[Saved data entries]

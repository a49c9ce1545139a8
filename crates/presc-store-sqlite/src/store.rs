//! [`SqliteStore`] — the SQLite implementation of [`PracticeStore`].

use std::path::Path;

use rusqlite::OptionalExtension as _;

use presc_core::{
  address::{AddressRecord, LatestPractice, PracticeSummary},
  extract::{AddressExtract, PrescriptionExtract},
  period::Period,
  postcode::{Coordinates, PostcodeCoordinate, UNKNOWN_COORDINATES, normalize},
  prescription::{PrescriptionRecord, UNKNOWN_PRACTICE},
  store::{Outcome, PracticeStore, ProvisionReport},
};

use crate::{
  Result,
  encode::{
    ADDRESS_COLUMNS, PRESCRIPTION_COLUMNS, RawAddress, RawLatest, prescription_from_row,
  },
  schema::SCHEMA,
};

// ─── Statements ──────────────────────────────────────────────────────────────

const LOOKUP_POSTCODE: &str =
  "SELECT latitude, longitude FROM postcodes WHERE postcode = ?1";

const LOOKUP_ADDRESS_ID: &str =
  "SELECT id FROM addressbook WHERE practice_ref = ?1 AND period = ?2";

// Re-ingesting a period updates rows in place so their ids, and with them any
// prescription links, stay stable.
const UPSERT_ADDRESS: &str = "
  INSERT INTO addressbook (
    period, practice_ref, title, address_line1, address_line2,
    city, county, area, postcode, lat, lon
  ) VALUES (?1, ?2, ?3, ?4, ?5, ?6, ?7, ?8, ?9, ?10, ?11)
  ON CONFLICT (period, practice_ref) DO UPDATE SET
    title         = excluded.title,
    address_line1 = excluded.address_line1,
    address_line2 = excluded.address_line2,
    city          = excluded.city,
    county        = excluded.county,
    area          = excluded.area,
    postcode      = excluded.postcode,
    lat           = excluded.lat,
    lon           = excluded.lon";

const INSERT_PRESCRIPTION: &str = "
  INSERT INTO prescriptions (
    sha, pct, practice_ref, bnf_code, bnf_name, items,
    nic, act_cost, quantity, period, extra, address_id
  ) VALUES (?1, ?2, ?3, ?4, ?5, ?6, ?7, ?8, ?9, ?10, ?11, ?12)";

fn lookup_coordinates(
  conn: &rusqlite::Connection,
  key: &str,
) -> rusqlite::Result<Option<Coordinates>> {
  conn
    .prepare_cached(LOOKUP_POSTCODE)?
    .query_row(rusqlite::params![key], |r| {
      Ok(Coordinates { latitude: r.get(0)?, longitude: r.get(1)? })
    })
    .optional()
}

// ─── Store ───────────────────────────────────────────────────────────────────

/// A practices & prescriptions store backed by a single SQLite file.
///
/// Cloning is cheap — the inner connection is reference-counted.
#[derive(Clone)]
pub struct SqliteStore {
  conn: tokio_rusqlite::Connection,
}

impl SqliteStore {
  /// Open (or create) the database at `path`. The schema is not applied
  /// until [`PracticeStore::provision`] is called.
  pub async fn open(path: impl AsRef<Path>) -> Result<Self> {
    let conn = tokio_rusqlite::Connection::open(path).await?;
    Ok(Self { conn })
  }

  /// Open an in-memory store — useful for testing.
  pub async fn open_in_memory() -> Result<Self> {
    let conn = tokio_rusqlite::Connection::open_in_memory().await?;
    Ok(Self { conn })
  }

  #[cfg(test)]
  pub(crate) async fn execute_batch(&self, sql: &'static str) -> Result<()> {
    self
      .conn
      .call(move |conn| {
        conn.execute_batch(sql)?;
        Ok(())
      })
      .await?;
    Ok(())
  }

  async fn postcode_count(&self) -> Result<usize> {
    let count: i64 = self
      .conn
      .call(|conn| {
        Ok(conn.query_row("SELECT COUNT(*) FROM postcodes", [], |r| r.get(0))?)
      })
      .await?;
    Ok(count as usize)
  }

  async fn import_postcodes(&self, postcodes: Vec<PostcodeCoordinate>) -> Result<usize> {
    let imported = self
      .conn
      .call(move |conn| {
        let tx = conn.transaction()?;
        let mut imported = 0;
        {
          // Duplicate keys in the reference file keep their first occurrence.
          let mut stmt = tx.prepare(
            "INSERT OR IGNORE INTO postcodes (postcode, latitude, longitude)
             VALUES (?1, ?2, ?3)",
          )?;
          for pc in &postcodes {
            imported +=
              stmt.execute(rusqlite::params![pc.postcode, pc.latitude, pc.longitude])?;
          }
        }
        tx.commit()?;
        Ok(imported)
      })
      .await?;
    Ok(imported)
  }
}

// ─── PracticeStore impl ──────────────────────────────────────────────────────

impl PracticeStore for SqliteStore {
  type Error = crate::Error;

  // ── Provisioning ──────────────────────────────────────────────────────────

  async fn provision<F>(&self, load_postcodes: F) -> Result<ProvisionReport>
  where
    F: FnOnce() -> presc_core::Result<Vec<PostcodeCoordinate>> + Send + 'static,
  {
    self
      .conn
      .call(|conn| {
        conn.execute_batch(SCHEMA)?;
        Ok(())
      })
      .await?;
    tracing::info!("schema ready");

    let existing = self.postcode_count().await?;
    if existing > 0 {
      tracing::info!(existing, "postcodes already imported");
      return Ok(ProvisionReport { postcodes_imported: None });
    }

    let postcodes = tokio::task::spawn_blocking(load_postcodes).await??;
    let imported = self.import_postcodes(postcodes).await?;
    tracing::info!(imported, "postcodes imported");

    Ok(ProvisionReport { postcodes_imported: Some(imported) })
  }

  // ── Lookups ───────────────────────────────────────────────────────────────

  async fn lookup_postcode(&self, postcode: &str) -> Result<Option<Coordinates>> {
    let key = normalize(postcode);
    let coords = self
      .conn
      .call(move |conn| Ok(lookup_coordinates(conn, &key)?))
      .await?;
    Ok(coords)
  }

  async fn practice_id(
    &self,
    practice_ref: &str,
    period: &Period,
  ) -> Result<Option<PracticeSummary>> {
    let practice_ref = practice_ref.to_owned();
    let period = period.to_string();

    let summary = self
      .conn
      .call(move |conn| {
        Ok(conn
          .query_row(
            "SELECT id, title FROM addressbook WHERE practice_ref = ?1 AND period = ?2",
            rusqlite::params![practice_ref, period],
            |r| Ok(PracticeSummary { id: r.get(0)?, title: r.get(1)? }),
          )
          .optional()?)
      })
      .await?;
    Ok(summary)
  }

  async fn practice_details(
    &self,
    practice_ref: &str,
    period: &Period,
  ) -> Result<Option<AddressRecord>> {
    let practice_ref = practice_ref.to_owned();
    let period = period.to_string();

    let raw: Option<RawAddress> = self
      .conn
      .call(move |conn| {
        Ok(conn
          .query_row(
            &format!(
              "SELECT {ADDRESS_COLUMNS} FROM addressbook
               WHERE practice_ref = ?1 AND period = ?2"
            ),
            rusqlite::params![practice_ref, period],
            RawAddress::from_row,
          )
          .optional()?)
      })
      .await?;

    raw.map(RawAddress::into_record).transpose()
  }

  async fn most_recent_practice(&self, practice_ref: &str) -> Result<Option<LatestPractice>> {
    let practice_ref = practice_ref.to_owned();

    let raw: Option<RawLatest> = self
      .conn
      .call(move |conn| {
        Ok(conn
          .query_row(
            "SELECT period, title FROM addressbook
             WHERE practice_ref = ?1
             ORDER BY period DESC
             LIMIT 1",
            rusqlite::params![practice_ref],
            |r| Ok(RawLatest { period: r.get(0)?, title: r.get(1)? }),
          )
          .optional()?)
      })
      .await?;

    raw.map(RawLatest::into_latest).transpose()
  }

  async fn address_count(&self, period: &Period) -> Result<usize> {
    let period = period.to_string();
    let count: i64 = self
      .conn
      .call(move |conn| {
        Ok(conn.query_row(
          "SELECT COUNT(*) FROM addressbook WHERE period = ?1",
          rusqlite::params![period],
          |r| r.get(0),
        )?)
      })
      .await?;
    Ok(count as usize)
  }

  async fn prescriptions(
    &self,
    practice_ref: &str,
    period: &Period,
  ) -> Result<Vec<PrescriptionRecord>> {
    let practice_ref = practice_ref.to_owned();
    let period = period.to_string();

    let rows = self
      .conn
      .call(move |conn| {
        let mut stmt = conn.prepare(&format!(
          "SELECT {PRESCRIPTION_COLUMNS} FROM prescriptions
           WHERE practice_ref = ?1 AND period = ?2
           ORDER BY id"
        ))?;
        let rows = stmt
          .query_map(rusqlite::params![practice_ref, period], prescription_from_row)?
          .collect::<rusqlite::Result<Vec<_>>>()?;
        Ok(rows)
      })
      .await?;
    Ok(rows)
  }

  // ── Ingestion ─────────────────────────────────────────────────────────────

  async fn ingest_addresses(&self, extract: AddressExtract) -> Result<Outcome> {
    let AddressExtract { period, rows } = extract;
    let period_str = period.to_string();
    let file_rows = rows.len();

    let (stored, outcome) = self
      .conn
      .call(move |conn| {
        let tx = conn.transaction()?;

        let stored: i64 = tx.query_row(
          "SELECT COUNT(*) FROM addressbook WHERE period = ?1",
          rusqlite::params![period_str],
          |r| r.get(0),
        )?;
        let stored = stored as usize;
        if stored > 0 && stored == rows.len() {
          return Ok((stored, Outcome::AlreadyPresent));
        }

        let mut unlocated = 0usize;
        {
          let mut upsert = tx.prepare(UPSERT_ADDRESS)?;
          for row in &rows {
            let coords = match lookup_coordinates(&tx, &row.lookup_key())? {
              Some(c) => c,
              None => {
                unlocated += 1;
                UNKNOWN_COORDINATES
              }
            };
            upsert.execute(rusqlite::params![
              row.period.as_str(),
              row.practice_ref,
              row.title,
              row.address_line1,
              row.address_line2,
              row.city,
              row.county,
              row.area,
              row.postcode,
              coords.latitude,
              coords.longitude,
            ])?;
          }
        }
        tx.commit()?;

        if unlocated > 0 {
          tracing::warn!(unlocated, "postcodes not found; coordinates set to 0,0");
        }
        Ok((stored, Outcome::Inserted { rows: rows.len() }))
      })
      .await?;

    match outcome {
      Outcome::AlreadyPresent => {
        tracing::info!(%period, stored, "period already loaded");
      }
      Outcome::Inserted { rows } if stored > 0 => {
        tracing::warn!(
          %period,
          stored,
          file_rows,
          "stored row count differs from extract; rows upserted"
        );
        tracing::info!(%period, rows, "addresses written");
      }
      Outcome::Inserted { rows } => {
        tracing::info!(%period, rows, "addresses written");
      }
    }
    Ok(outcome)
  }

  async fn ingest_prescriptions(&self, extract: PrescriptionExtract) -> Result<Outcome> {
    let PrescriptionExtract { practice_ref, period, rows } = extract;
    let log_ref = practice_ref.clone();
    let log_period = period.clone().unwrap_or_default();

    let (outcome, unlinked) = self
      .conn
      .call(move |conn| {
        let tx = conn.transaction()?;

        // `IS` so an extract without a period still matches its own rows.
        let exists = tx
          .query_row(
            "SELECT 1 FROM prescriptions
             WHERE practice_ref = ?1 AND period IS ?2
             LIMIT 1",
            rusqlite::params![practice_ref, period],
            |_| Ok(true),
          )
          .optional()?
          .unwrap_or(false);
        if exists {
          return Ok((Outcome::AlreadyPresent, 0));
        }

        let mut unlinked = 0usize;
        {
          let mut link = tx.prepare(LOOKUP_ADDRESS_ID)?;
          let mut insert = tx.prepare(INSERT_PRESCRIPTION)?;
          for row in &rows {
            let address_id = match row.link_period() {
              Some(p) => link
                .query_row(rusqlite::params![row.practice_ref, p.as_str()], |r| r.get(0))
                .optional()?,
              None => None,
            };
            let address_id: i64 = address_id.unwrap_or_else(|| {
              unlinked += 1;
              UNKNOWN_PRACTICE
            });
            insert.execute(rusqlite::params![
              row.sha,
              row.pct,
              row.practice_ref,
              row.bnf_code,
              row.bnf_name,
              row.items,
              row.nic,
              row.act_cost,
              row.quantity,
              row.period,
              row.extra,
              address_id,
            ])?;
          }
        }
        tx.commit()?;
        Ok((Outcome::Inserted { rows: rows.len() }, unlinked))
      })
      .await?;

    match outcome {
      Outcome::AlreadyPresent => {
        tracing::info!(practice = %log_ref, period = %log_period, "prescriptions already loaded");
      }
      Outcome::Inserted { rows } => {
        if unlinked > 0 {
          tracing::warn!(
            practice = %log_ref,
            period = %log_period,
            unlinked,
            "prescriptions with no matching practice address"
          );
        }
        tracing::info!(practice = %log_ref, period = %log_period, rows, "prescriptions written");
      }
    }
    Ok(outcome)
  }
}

* [PROBLEM DETAILS] All lines of the data above that include the word "warn" must be shown.

* [EXERCISE RESPONSE]
          tracing::warn!(unlocated, "postcodes not found; coordinates set to 0,0");
        tracing::warn!(
          tracing::warn!(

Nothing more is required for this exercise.